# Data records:
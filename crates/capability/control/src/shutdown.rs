//! 停机编排
//!
//! 顺序固定：停止接受设备连接 → 通知会话在当前命令后关闭并等待宽限期
//! → 刷新缓冲 → 向服务器发送 `FORWARD QUIT` → 完成。
//! 控制通道、Ctrl-C 触发的是同一个流程，且只执行一次。
//!
//! 宽限期内未结束的会话仍可能在刷新后写入缓冲，这些读数记为丢弃。

use domain::Destination;
use std::sync::Arc;
use std::sync::atomic::{AtomicBool, Ordering};
use std::time::Duration;
use tokio_util::sync::CancellationToken;
use tracing::{error, info, warn};
use wavy_pipeline::{FlushReport, Pipeline};
use wavy_protocol::{Forwarder, ListenerHandle, ServerRequest};

/// 一次停机的结果。
#[derive(Debug, Clone, PartialEq, Eq)]
pub struct ShutdownReport {
    pub flush: FlushReport,
    /// 撤出通知的服务器应答；转发失败为 `None`
    pub withdrawal_response: Option<String>,
    /// 所有会话是否在宽限期内结束
    pub sessions_drained: bool,
    /// 撤出后仍留在缓冲中的读数
    pub abandoned: usize,
}

pub struct ShutdownCoordinator {
    listener: Arc<ListenerHandle>,
    pipeline: Pipeline,
    forwarder: Arc<dyn Forwarder>,
    server: Destination,
    grace: Duration,
    /// 后台任务（定时刷新、控制监听、控制台）的取消令牌
    background: CancellationToken,
    started: AtomicBool,
    done: CancellationToken,
}

impl ShutdownCoordinator {
    pub fn new(
        listener: Arc<ListenerHandle>,
        pipeline: Pipeline,
        forwarder: Arc<dyn Forwarder>,
        server: Destination,
        grace: Duration,
    ) -> Self {
        Self {
            listener,
            pipeline,
            forwarder,
            server,
            grace,
            background: CancellationToken::new(),
            started: AtomicBool::new(false),
            done: CancellationToken::new(),
        }
    }

    /// 后台任务应监听的令牌；停机开始后被取消。
    pub fn background_token(&self) -> CancellationToken {
        self.background.clone()
    }

    pub fn is_shutting_down(&self) -> bool {
        self.started.load(Ordering::SeqCst)
    }

    pub fn active_sessions(&self) -> usize {
        self.listener.active_sessions()
    }

    /// 在后台执行停机，立即返回。
    pub fn trigger(self: &Arc<Self>, origin: &'static str) {
        let coordinator = Arc::clone(self);
        tokio::spawn(async move {
            coordinator.run(origin).await;
        });
    }

    /// 执行停机；只有第一次调用真正执行，之后的调用返回 `None`。
    pub async fn run(&self, origin: &'static str) -> Option<ShutdownReport> {
        if self.started.swap(true, Ordering::SeqCst) {
            info!(target: "wavy.control", origin, "shutdown_already_in_progress");
            return None;
        }
        info!(target: "wavy.control", origin, "shutdown_started");

        self.listener.stop_accepting().await;
        self.background.cancel();

        self.listener.cancel_sessions();
        let sessions_drained = self.listener.wait_sessions(self.grace).await;
        if !sessions_drained {
            warn!(target: "wavy.control", grace_secs = self.grace.as_secs(), "shutdown_grace_elapsed");
        }

        let flush = self.pipeline.flush().await;
        info!(
            target: "wavy.control",
            delivered = flush.delivered,
            dropped = flush.dropped,
            requeued = flush.requeued,
            "shutdown_flush_done"
        );

        let withdrawal_response = match self
            .forwarder
            .forward(&ServerRequest::Quit, &self.server)
            .await
        {
            Ok(response) => {
                info!(target: "wavy.control", server = %self.server, response = %response, "withdrawal_sent");
                Some(response)
            }
            Err(e) => {
                wavy_telemetry::record_forward_failure();
                error!(target: "wavy.control", server = %self.server, error = %e, "withdrawal_failed");
                None
            }
        };

        let abandoned = self.pipeline.pending().await;
        if abandoned > 0 {
            wavy_telemetry::record_readings_dropped(abandoned as u64);
            error!(target: "wavy.control", count = abandoned, "readings_abandoned_at_shutdown");
        }

        self.done.cancel();
        info!(target: "wavy.control", "shutdown_complete");
        Some(ShutdownReport {
            flush,
            withdrawal_response,
            sessions_drained,
            abandoned,
        })
    }

    /// 等待停机流程完成。
    pub async fn wait(&self) {
        self.done.cancelled().await;
    }
}
//! 配置/状态存储门面
//!
//! 所有连接处理器与控制通道都经由 `StateRegistry` 读写两张表。
//! 设备状态的单点更新先落内存、再整表写穿到外部源；写穿串行化，
//! 保证外部源最终内容与最后一次更新一致。

use crate::error::StorageError;
use crate::in_memory::{InMemoryDeviceStateStore, InMemoryRoutingStore};
use crate::models::{DeviceRecord, RoutingRule};
use crate::traits::{DeviceStateStore, RoutingStore, TableSource};
use std::sync::Arc;
use tokio::sync::Mutex;
use tracing::info;

/// 一次加载/重载的结果。
#[derive(Debug, Clone, Copy, PartialEq, Eq)]
pub struct LoadSummary {
    pub devices: usize,
    pub rules: usize,
}

/// 设备状态更新结果。
#[derive(Debug, Clone, PartialEq, Eq)]
pub enum SetStateOutcome {
    Updated(DeviceRecord),
    NotFound,
}

pub struct StateRegistry {
    devices: Arc<dyn DeviceStateStore>,
    routes: Arc<dyn RoutingStore>,
    source: Arc<dyn TableSource>,
    write_through: Mutex<()>,
}

impl StateRegistry {
    pub fn new(
        devices: Arc<dyn DeviceStateStore>,
        routes: Arc<dyn RoutingStore>,
        source: Arc<dyn TableSource>,
    ) -> Self {
        Self {
            devices,
            routes,
            source,
            write_through: Mutex::new(()),
        }
    }

    /// 以空的内存表创建，需调用 `reload` 填充。
    pub fn in_memory(source: Arc<dyn TableSource>) -> Self {
        Self::new(
            Arc::new(InMemoryDeviceStateStore::new()),
            Arc::new(InMemoryRoutingStore::new()),
            source,
        )
    }

    /// 从外部源整体重载两张表。
    ///
    /// 两张表都读成功后才替换；任一读取失败则保留当前内容。
    pub async fn reload(&self) -> Result<LoadSummary, StorageError> {
        let devices = self.source.load_devices().await?;
        let rules = self.source.load_rules().await?;
        let summary = LoadSummary {
            devices: devices.len(),
            rules: rules.len(),
        };
        let _guard = self.write_through.lock().await;
        self.devices.replace_devices(devices).await?;
        self.routes.replace_rules(rules).await?;
        info!(
            target: "wavy.storage",
            devices = summary.devices,
            rules = summary.rules,
            "tables_reloaded"
        );
        Ok(summary)
    }

    pub async fn device_state(&self, device_id: &str) -> Result<Option<String>, StorageError> {
        self.devices.find_state(device_id).await
    }

    pub async fn routing_rule(
        &self,
        device_id: &str,
        metric_type: &str,
    ) -> Result<Option<RoutingRule>, StorageError> {
        self.routes.find_rule(device_id, metric_type).await
    }

    /// 覆盖已有设备状态并写穿；未知设备返回 `NotFound`，不新建。
    ///
    /// 写穿失败时内存中的新状态保留，错误返回给调用方。
    pub async fn set_state(
        &self,
        device_id: &str,
        state: &str,
    ) -> Result<SetStateOutcome, StorageError> {
        let _guard = self.write_through.lock().await;
        let Some(record) = self.devices.update_state(device_id, state).await? else {
            return Ok(SetStateOutcome::NotFound);
        };
        let snapshot = self.devices.list_devices().await?;
        self.source.save_devices(&snapshot).await?;
        Ok(SetStateOutcome::Updated(record))
    }

    pub async fn list_devices(&self) -> Result<Vec<DeviceRecord>, StorageError> {
        self.devices.list_devices().await
    }

    pub async fn list_rules(&self) -> Result<Vec<RoutingRule>, StorageError> {
        self.routes.list_rules().await
    }

    /// 当前两张表的规模。
    pub async fn counts(&self) -> Result<LoadSummary, StorageError> {
        Ok(LoadSummary {
            devices: self.devices.list_devices().await?.len(),
            rules: self.routes.list_rules().await?.len(),
        })
    }
}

# What you should do:
Every entry is to be printed exactly as given.

# Response:
filename crates/capability/control/src/shutdown.rs
//! 停机编排
//!
//! 顺序固定：停止接受设备连接 → 通知会话在当前命令后关闭并等待宽限期
//! → 刷新缓冲 → 向服务器发送 `FORWARD QUIT` → 完成。
//! 控制通道、Ctrl-C 触发的是同一个流程，且只执行一次。
//!
//! 宽限期内未结束的会话仍可能在刷新后写入缓冲，这些读数记为丢弃。

use domain::Destination;
use std::sync::Arc;
use std::sync::atomic::{AtomicBool, Ordering};
use std::time::Duration;
use tokio_util::sync::CancellationToken;
use tracing::{error, info, warn};
use wavy_pipeline::{FlushReport, Pipeline};
use wavy_protocol::{Forwarder, ListenerHandle, ServerRequest};

/// 一次停机的结果。
#[derive(Debug, Clone, PartialEq, Eq)]
pub struct ShutdownReport {
    pub flush: FlushReport,
    /// 撤出通知的服务器应答；转发失败为 `None`
    pub withdrawal_response: Option<String>,
    /// 所有会话是否在宽限期内结束
    pub sessions_drained: bool,
    /// 撤出后仍留在缓冲中的读数
    pub abandoned: usize,
}

pub struct ShutdownCoordinator {
    listener: Arc<ListenerHandle>,
    pipeline: Pipeline,
    forwarder: Arc<dyn Forwarder>,
    server: Destination,
    grace: Duration,
    /// 后台任务（定时刷新、控制监听、控制台）的取消令牌
    background: CancellationToken,
    started: AtomicBool,
    done: CancellationToken,
}

impl ShutdownCoordinator {
    pub fn new(
        listener: Arc<ListenerHandle>,
        pipeline: Pipeline,
        forwarder: Arc<dyn Forwarder>,
        server: Destination,
        grace: Duration,
    ) -> Self {
        Self {
            listener,
            pipeline,
            forwarder,
            server,
            grace,
            background: CancellationToken::new(),
            started: AtomicBool::new(false),
            done: CancellationToken::new(),
        }
    }

    /// 后台任务应监听的令牌；停机开始后被取消。
    pub fn background_token(&self) -> CancellationToken {
        self.background.clone()
    }

    pub fn is_shutting_down(&self) -> bool {
        self.started.load(Ordering::SeqCst)
    }

    pub fn active_sessions(&self) -> usize {
        self.listener.active_sessions()
    }

    /// 在后台执行停机，立即返回。
    pub fn trigger(self: &Arc<Self>, origin: &'static str) {
        let coordinator = Arc::clone(self);
        tokio::spawn(async move {
            coordinator.run(origin).await;
        });
    }

    /// 执行停机；只有第一次调用真正执行，之后的调用返回 `None`。
    pub async fn run(&self, origin: &'static str) -> Option<ShutdownReport> {
        if self.started.swap(true, Ordering::SeqCst) {
            info!(target: "wavy.control", origin, "shutdown_already_in_progress");
            return None;
        }
        info!(target: "wavy.control", origin, "shutdown_started");

        self.listener.stop_accepting().await;
        self.background.cancel();

        self.listener.cancel_sessions();
        let sessions_drained = self.listener.wait_sessions(self.grace).await;
        if !sessions_drained {
            warn!(target: "wavy.control", grace_secs = self.grace.as_secs(), "shutdown_grace_elapsed");
        }

        let flush = self.pipeline.flush().await;
        info!(
            target: "wavy.control",
            delivered = flush.delivered,
            dropped = flush.dropped,
            requeued = flush.requeued,
            "shutdown_flush_done"
        );

        let withdrawal_response = match self
            .forwarder
            .forward(&ServerRequest::Quit, &self.server)
            .await
        {
            Ok(response) => {
                info!(target: "wavy.control", server = %self.server, response = %response, "withdrawal_sent");
                Some(response)
            }
            Err(e) => {
                wavy_telemetry::record_forward_failure();
                error!(target: "wavy.control", server = %self.server, error = %e, "withdrawal_failed");
                None
            }
        };

        let abandoned = self.pipeline.pending().await;
        if abandoned > 0 {
            wavy_telemetry::record_readings_dropped(abandoned as u64);
            error!(target: "wavy.control", count = abandoned, "readings_abandoned_at_shutdown");
        }

        self.done.cancel();
        info!(target: "wavy.control", "shutdown_complete");
        Some(ShutdownReport {
            flush,
            withdrawal_response,
            sessions_drained,
            abandoned,
        })
    }

    /// 等待停机流程完成。
    pub async fn wait(&self) {
        self.done.cancelled().await;
    }
}
//! 配置/状态存储门面
//!
//! 所有连接处理器与控制通道都经由 `StateRegistry` 读写两张表。
//! 设备状态的单点更新先落内存、再整表写穿到外部源；写穿串行化，
//! 保证外部源最终内容与最后一次更新一致。

use crate::error::StorageError;
use crate::in_memory::{InMemoryDeviceStateStore, InMemoryRoutingStore};
use crate::models::{DeviceRecord, RoutingRule};
use crate::traits::{DeviceStateStore, RoutingStore, TableSource};
use std::sync::Arc;
use tokio::sync::Mutex;
use tracing::info;

/// 一次加载/重载的结果。
#[derive(Debug, Clone, Copy, PartialEq, Eq)]
pub struct LoadSummary {
    pub devices: usize,
    pub rules: usize,
}

/// 设备状态更新结果。
#[derive(Debug, Clone, PartialEq, Eq)]
pub enum SetStateOutcome {
    Updated(DeviceRecord),
    NotFound,
}

pub struct StateRegistry {
    devices: Arc<dyn DeviceStateStore>,
    routes: Arc<dyn RoutingStore>,
    source: Arc<dyn TableSource>,
    write_through: Mutex<()>,
}

impl StateRegistry {
    pub fn new(
        devices: Arc<dyn DeviceStateStore>,
        routes: Arc<dyn RoutingStore>,
        source: Arc<dyn TableSource>,
    ) -> Self {
        Self {
            devices,
            routes,
            source,
            write_through: Mutex::new(()),
        }
    }

    /// 以空的内存表创建，需调用 `reload` 填充。
    pub fn in_memory(source: Arc<dyn TableSource>) -> Self {
        Self::new(
            Arc::new(InMemoryDeviceStateStore::new()),
            Arc::new(InMemoryRoutingStore::new()),
            source,
        )
    }

    /// 从外部源整体重载两张表。
    ///
    /// 两张表都读成功后才替换；任一读取失败则保留当前内容。
    pub async fn reload(&self) -> Result<LoadSummary, StorageError> {
        let devices = self.source.load_devices().await?;
        let rules = self.source.load_rules().await?;
        let summary = LoadSummary {
            devices: devices.len(),
            rules: rules.len(),
        };
        let _guard = self.write_through.lock().await;
        self.devices.replace_devices(devices).await?;
        self.routes.replace_rules(rules).await?;
        info!(
            target: "wavy.storage",
            devices = summary.devices,
            rules = summary.rules,
            "tables_reloaded"
        );
        Ok(summary)
    }

    pub async fn device_state(&self, device_id: &str) -> Result<Option<String>, StorageError> {
        self.devices.find_state(device_id).await
    }

    pub async fn routing_rule(
        &self,
        device_id: &str,
        metric_type: &str,
    ) -> Result<Option<RoutingRule>, StorageError> {
        self.routes.find_rule(device_id, metric_type).await
    }

    /// 覆盖已有设备状态并写穿；未知设备返回 `NotFound`，不新建。
    ///
    /// 写穿失败时内存中的新状态保留，错误返回给调用方。
    pub async fn set_state(
        &self,
        device_id: &str,
        state: &str,
    ) -> Result<SetStateOutcome, StorageError> {
        let _guard = self.write_through.lock().await;
        let Some(record) = self.devices.update_state(device_id, state).await? else {
            return Ok(SetStateOutcome::NotFound);
        };
        let snapshot = self.devices.list_devices().await?;
        self.source.save_devices(&snapshot).await?;
        Ok(SetStateOutcome::Updated(record))
    }

    pub async fn list_devices(&self) -> Result<Vec<DeviceRecord>, StorageError> {
        self.devices.list_devices().await
    }

    pub async fn list_rules(&self) -> Result<Vec<RoutingRule>, StorageError> {
        self.routes.list_rules().await
    }

    /// 当前两张表的规模。
    pub async fn counts(&self) -> Result<LoadSummary, StorageError> {
        Ok(LoadSummary {
            devices: self.devices.list_devices().await?.len(),
            rules: self.routes.list_rules().await?.len(),
        })
    }
}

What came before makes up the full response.